Exercise input -

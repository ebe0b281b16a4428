//! Effect layer for the flashcard generation pipeline.
//!
//! Provides:
//! - A typed reqwest client for the flashcard backend ([`api`])
//! - The [`ApiError`] taxonomy mapping HTTP failures
//! - SQLite-backed draft persistence ([`draft`])
//! - A generic debounce utility ([`debounce`])
//! - [`GenerationPipeline`], the orchestrator driving the pure
//!   [`cardgen_core::session::ReviewSession`] state machine
//!
//! The crate emits `tracing` events for swallowed best-effort failures;
//! installing a subscriber is the host application's job.

pub mod api;
pub mod debounce;
pub mod draft;
pub mod error;
pub mod pipeline;

pub use api::{CreateFlashcardInput, FlashcardBackend, HttpBackend};
pub use debounce::Debouncer;
pub use draft::{DraftStore, DRAFT_KEY};
pub use error::ApiError;
pub use pipeline::{hash_source_text, GenerationPipeline};
//! The generation/review/save session state machine.
//!
//! [`ReviewSession`] is pure state plus synchronous transition methods; it
//! performs no I/O and owns no timers. The effect layer (network calls,
//! tickers, persistence) lives in the engine crate, which drives these
//! transitions and is the only owner of a session. That split keeps every
//! transition directly unit-testable without a host UI or a runtime.
//!
//! Generation lifecycle: `Idle -> Generating -> {Ready | RateLimited |
//! Failed}`. Batch-save bookkeeping runs through `begin_save` /
//! `start_item` / `mark_item_*` / `finish_save`, and single-item retry
//! through `begin_retry` / `complete_retry_*`.

use chrono::{DateTime, Duration, Utc};
use serde::{Deserialize, Serialize};

use crate::error::{Result, SessionError};
use crate::review::{saveable_indices, ProposalStatus, ProposalViewModel, StatusCounts};
use crate::types::{
    FlashcardSource, Generation, SaveItemStatus, SaveProgressItem, SaveSummary,
};
use crate::validation::{validate_source_text, CardField, SourceTextValidation};

/// Structured failure payload for a generation attempt.
#[derive(Debug, Clone, PartialEq, Eq, Serialize, Deserialize)]
pub struct GenerationFailure {
    pub code: String,
    pub message: String,
}

impl GenerationFailure {
    pub fn new(code: impl Into<String>, message: impl Into<String>) -> Self {
        Self {
            code: code.into(),
            message: message.into(),
        }
    }

    /// Generic fallback when the underlying error carries no message.
    pub fn ai_service_error() -> Self {
        Self::new("AI_SERVICE_ERROR", "The AI service failed to generate flashcards")
    }
}

/// Where the session stands in the generation lifecycle.
#[derive(Debug, Clone, Serialize, Deserialize)]
#[serde(tag = "type")]
pub enum GenerationPhase {
    Idle,
    Generating {
        elapsed_secs: u64,
    },
    Ready {
        generation: Generation,
    },
    RateLimited {
        retry_after_secs: u64,
        reset_at: DateTime<Utc>,
    },
    Failed {
        error: GenerationFailure,
    },
}

/// Source text plus its derived validation state.
#[derive(Debug, Clone, Serialize, Deserialize)]
pub struct SourceTextState {
    pub text: String,
    pub validation: SourceTextValidation,
}

impl SourceTextState {
    fn new(text: String) -> Self {
        let validation = validate_source_text(&text);
        Self { text, validation }
    }
}

impl Default for SourceTextState {
    fn default() -> Self {
        Self::new(String::new())
    }
}

/// Full state of one generation/review/save session.
///
/// All mutation goes through the methods below; the engine holds the only
/// instance and serializes snapshots out to the host.
#[derive(Debug, Clone, Serialize, Deserialize)]
pub struct ReviewSession {
    pub source: SourceTextState,
    pub phase: GenerationPhase,
    pub proposals: Vec<ProposalViewModel>,
    pub save_in_progress: bool,
    pub save_items: Vec<SaveProgressItem>,
    #[serde(skip_serializing_if = "Option::is_none")]
    pub summary: Option<SaveSummary>,
}

impl Default for ReviewSession {
    fn default() -> Self {
        Self {
            source: SourceTextState::default(),
            phase: GenerationPhase::Idle,
            proposals: Vec::new(),
            save_in_progress: false,
            save_items: Vec::new(),
            summary: None,
        }
    }
}

impl ReviewSession {
    pub fn new() -> Self {
        Self::default()
    }

    /// Replace the source text, recomputing validation.
    pub fn set_source_text(&mut self, text: String) {
        self.source = SourceTextState::new(text);
    }

    /// The loaded generation, if one is ready.
    pub fn generation(&self) -> Option<&Generation> {
        match &self.phase {
            GenerationPhase::Ready { generation } => Some(generation),
            _ => None,
        }
    }

    /// Per-status counts over the proposal list.
    pub fn counts(&self) -> StatusCounts {
        StatusCounts::tally(&self.proposals)
    }

    // === Generation lifecycle ===

    /// Enter `Generating`: elapsed resets to zero and prior proposals, save
    /// progress, and summary are cleared.
    pub fn begin_generation(&mut self) -> Result<()> {
        if !self.source.validation.is_valid {
            return Err(SessionError::InvalidSourceText);
        }
        if self.save_in_progress {
            return Err(SessionError::SaveInProgress);
        }

        self.phase = GenerationPhase::Generating { elapsed_secs: 0 };
        self.proposals.clear();
        self.save_items.clear();
        self.summary = None;
        Ok(())
    }

    /// One elapsed-timer tick. Counts only while `Generating`.
    pub fn tick_elapsed(&mut self) {
        if let GenerationPhase::Generating { elapsed_secs } = &mut self.phase {
            *elapsed_secs += 1;
        }
    }

    /// Generation succeeded: load proposals and enter `Ready`.
    pub fn complete_generation(&mut self, generation: Generation) {
        self.proposals = generation
            .proposals
            .iter()
            .map(ProposalViewModel::from_proposal)
            .collect();
        self.phase = GenerationPhase::Ready { generation };
    }

    /// Generation hit the rate limiter: start the countdown window.
    pub fn rate_limit(&mut self, retry_after_secs: u64, now: DateTime<Utc>) {
        self.phase = GenerationPhase::RateLimited {
            retry_after_secs,
            reset_at: now + Duration::seconds(retry_after_secs as i64),
        };
    }

    /// One countdown tick. Returns true when the window just cleared.
    pub fn tick_rate_limit(&mut self) -> bool {
        if let GenerationPhase::RateLimited { retry_after_secs, .. } = &mut self.phase {
            *retry_after_secs = retry_after_secs.saturating_sub(1);
            if *retry_after_secs == 0 {
                self.phase = GenerationPhase::Idle;
                return true;
            }
        }
        false
    }

    /// Generation failed for a non-rate-limit reason.
    pub fn fail_generation(&mut self, error: GenerationFailure) {
        self.phase = GenerationPhase::Failed { error };
    }

    // === Proposal review ===

    fn proposal_mut(&mut self, index: usize) -> Result<&mut ProposalViewModel> {
        self.proposals
            .get_mut(index)
            .ok_or(SessionError::IndexOutOfBounds(index))
    }

    pub fn accept(&mut self, index: usize) -> Result<()> {
        self.proposal_mut(index)?.accept();
        Ok(())
    }

    pub fn reject(&mut self, index: usize) -> Result<()> {
        self.proposal_mut(index)?.reject();
        Ok(())
    }

    pub fn edit_field(&mut self, index: usize, field: CardField, value: String) -> Result<()> {
        self.proposal_mut(index)?.edit_field(field, value);
        Ok(())
    }

    // === Batch save ===

    /// Snapshot the saveable set and enter the in-progress state.
    ///
    /// Items are built in proposal order with trimmed text and the source
    /// tag derived from each proposal's status. Returns the generation id
    /// the batch saves against and the number of items.
    pub fn begin_save(&mut self) -> Result<(i64, usize)> {
        if self.save_in_progress {
            return Err(SessionError::SaveInProgress);
        }
        let generation_id = match &self.phase {
            GenerationPhase::Ready { generation } => generation.id,
            _ => return Err(SessionError::NoGeneration),
        };

        let indices = saveable_indices(&self.proposals);
        if indices.is_empty() {
            return Err(SessionError::NothingToSave);
        }

        self.save_items = indices
            .into_iter()
            .map(|i| {
                let proposal = &self.proposals[i];
                SaveProgressItem {
                    proposal_index: i,
                    front: proposal.current_front.trim().to_string(),
                    back: proposal.current_back.trim().to_string(),
                    source: source_for_status(proposal.status),
                    status: SaveItemStatus::Pending,
                    error: None,
                    flashcard_id: None,
                }
            })
            .collect();
        self.save_in_progress = true;
        self.summary = None;

        Ok((generation_id, self.save_items.len()))
    }

    fn save_item_mut(&mut self, position: usize) -> Result<&mut SaveProgressItem> {
        self.save_items
            .get_mut(position)
            .ok_or(SessionError::IndexOutOfBounds(position))
    }

    /// Mark an item as being attempted and return a copy for the caller.
    pub fn start_item(&mut self, position: usize) -> Result<SaveProgressItem> {
        let item = self.save_item_mut(position)?;
        item.status = SaveItemStatus::Saving;
        item.error = None;
        Ok(item.clone())
    }

    pub fn mark_item_duplicate(&mut self, position: usize) -> Result<()> {
        self.save_item_mut(position)?.status = SaveItemStatus::Duplicate;
        Ok(())
    }

    pub fn mark_item_success(&mut self, position: usize, flashcard_id: i64) -> Result<()> {
        let item = self.save_item_mut(position)?;
        item.status = SaveItemStatus::Success;
        item.flashcard_id = Some(flashcard_id);
        Ok(())
    }

    pub fn mark_item_error(&mut self, position: usize, message: String) -> Result<()> {
        let item = self.save_item_mut(position)?;
        item.status = SaveItemStatus::Error;
        item.error = Some(message);
        Ok(())
    }

    /// Close out the batch: compute and store the summary, clear the flag.
    pub fn finish_save(&mut self) -> SaveSummary {
        let summary = SaveSummary::from_items(&self.save_items);
        self.summary = Some(summary.clone());
        self.save_in_progress = false;
        summary
    }

    // === Single-item retry ===

    /// Begin retrying one failed item.
    ///
    /// The item's source is re-derived from its proposal's current status,
    /// so a card edited since the batch ran saves as `ai-edited`. Blocks
    /// concurrent batch saves until the retry completes.
    pub fn begin_retry(&mut self, position: usize) -> Result<SaveProgressItem> {
        if self.save_in_progress {
            return Err(SessionError::SaveInProgress);
        }
        let item = self
            .save_items
            .get(position)
            .ok_or(SessionError::IndexOutOfBounds(position))?;
        if item.status != SaveItemStatus::Error {
            return Err(SessionError::NotRetryable(position));
        }
        let proposal_status = self
            .proposals
            .get(item.proposal_index)
            .map(|p| p.status)
            .unwrap_or(ProposalStatus::Accepted);

        self.save_in_progress = true;
        let item = &mut self.save_items[position];
        item.status = SaveItemStatus::Saving;
        item.error = None;
        item.source = source_for_status(proposal_status);
        Ok(item.clone())
    }

    /// Retry succeeded: update the item and fold it into the summary.
    pub fn complete_retry_success(&mut self, position: usize, flashcard_id: i64) -> Result<()> {
        let (front, back, source) = {
            let item = self.save_item_mut(position)?;
            item.status = SaveItemStatus::Success;
            item.flashcard_id = Some(flashcard_id);
            (item.front.clone(), item.back.clone(), item.source)
        };

        if let Some(summary) = &mut self.summary {
            summary.error_count = summary.error_count.saturating_sub(1);
            summary.success_count += 1;
            match source {
                FlashcardSource::AiEdited => summary.edited_count += 1,
                _ => summary.unedited_count += 1,
            }
            if let Some(pos) = summary
                .failed
                .iter()
                .position(|f| f.front == front && f.back == back)
            {
                summary.failed.remove(pos);
            }
        }

        self.save_in_progress = false;
        Ok(())
    }

    /// Retry failed again: back to `Error` with the new message, summary
    /// untouched.
    pub fn complete_retry_failure(&mut self, position: usize, message: String) -> Result<()> {
        let item = self.save_item_mut(position)?;
        item.status = SaveItemStatus::Error;
        item.error = Some(message);
        self.save_in_progress = false;
        Ok(())
    }

    // === Reset ===

    /// Return to the initial configuration.
    pub fn reset(&mut self) {
        *self = Self::default();
    }
}

fn source_for_status(status: ProposalStatus) -> FlashcardSource {
    match status {
        ProposalStatus::Edited => FlashcardSource::AiEdited,
        _ => FlashcardSource::AiFull,
    }
}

Task to complete - Write out exactly, please, the lines beginning at the start of the material and ending with the line that holds "a generation attempt.", both included.

Exercise response -
repository ebe0b281b16a4428
//! Effect layer for the flashcard generation pipeline.
//!
//! Provides:
//! - A typed reqwest client for the flashcard backend ([`api`])
//! - The [`ApiError`] taxonomy mapping HTTP failures
//! - SQLite-backed draft persistence ([`draft`])
//! - A generic debounce utility ([`debounce`])
//! - [`GenerationPipeline`], the orchestrator driving the pure
//!   [`cardgen_core::session::ReviewSession`] state machine
//!
//! The crate emits `tracing` events for swallowed best-effort failures;
//! installing a subscriber is the host application's job.

pub mod api;
pub mod debounce;
pub mod draft;
pub mod error;
pub mod pipeline;

pub use api::{CreateFlashcardInput, FlashcardBackend, HttpBackend};
pub use debounce::Debouncer;
pub use draft::{DraftStore, DRAFT_KEY};
pub use error::ApiError;
pub use pipeline::{hash_source_text, GenerationPipeline};
//! The generation/review/save session state machine.
//!
//! [`ReviewSession`] is pure state plus synchronous transition methods; it
//! performs no I/O and owns no timers. The effect layer (network calls,
//! tickers, persistence) lives in the engine crate, which drives these
//! transitions and is the only owner of a session. That split keeps every
//! transition directly unit-testable without a host UI or a runtime.
//!
//! Generation lifecycle: `Idle -> Generating -> {Ready | RateLimited |
//! Failed}`. Batch-save bookkeeping runs through `begin_save` /
//! `start_item` / `mark_item_*` / `finish_save`, and single-item retry
//! through `begin_retry` / `complete_retry_*`.

use chrono::{DateTime, Duration, Utc};
use serde::{Deserialize, Serialize};

use crate::error::{Result, SessionError};
use crate::review::{saveable_indices, ProposalStatus, ProposalViewModel, StatusCounts};
use crate::types::{
    FlashcardSource, Generation, SaveItemStatus, SaveProgressItem, SaveSummary,
};
use crate::validation::{validate_source_text, CardField, SourceTextValidation};

/// Structured failure payload for a generation attempt.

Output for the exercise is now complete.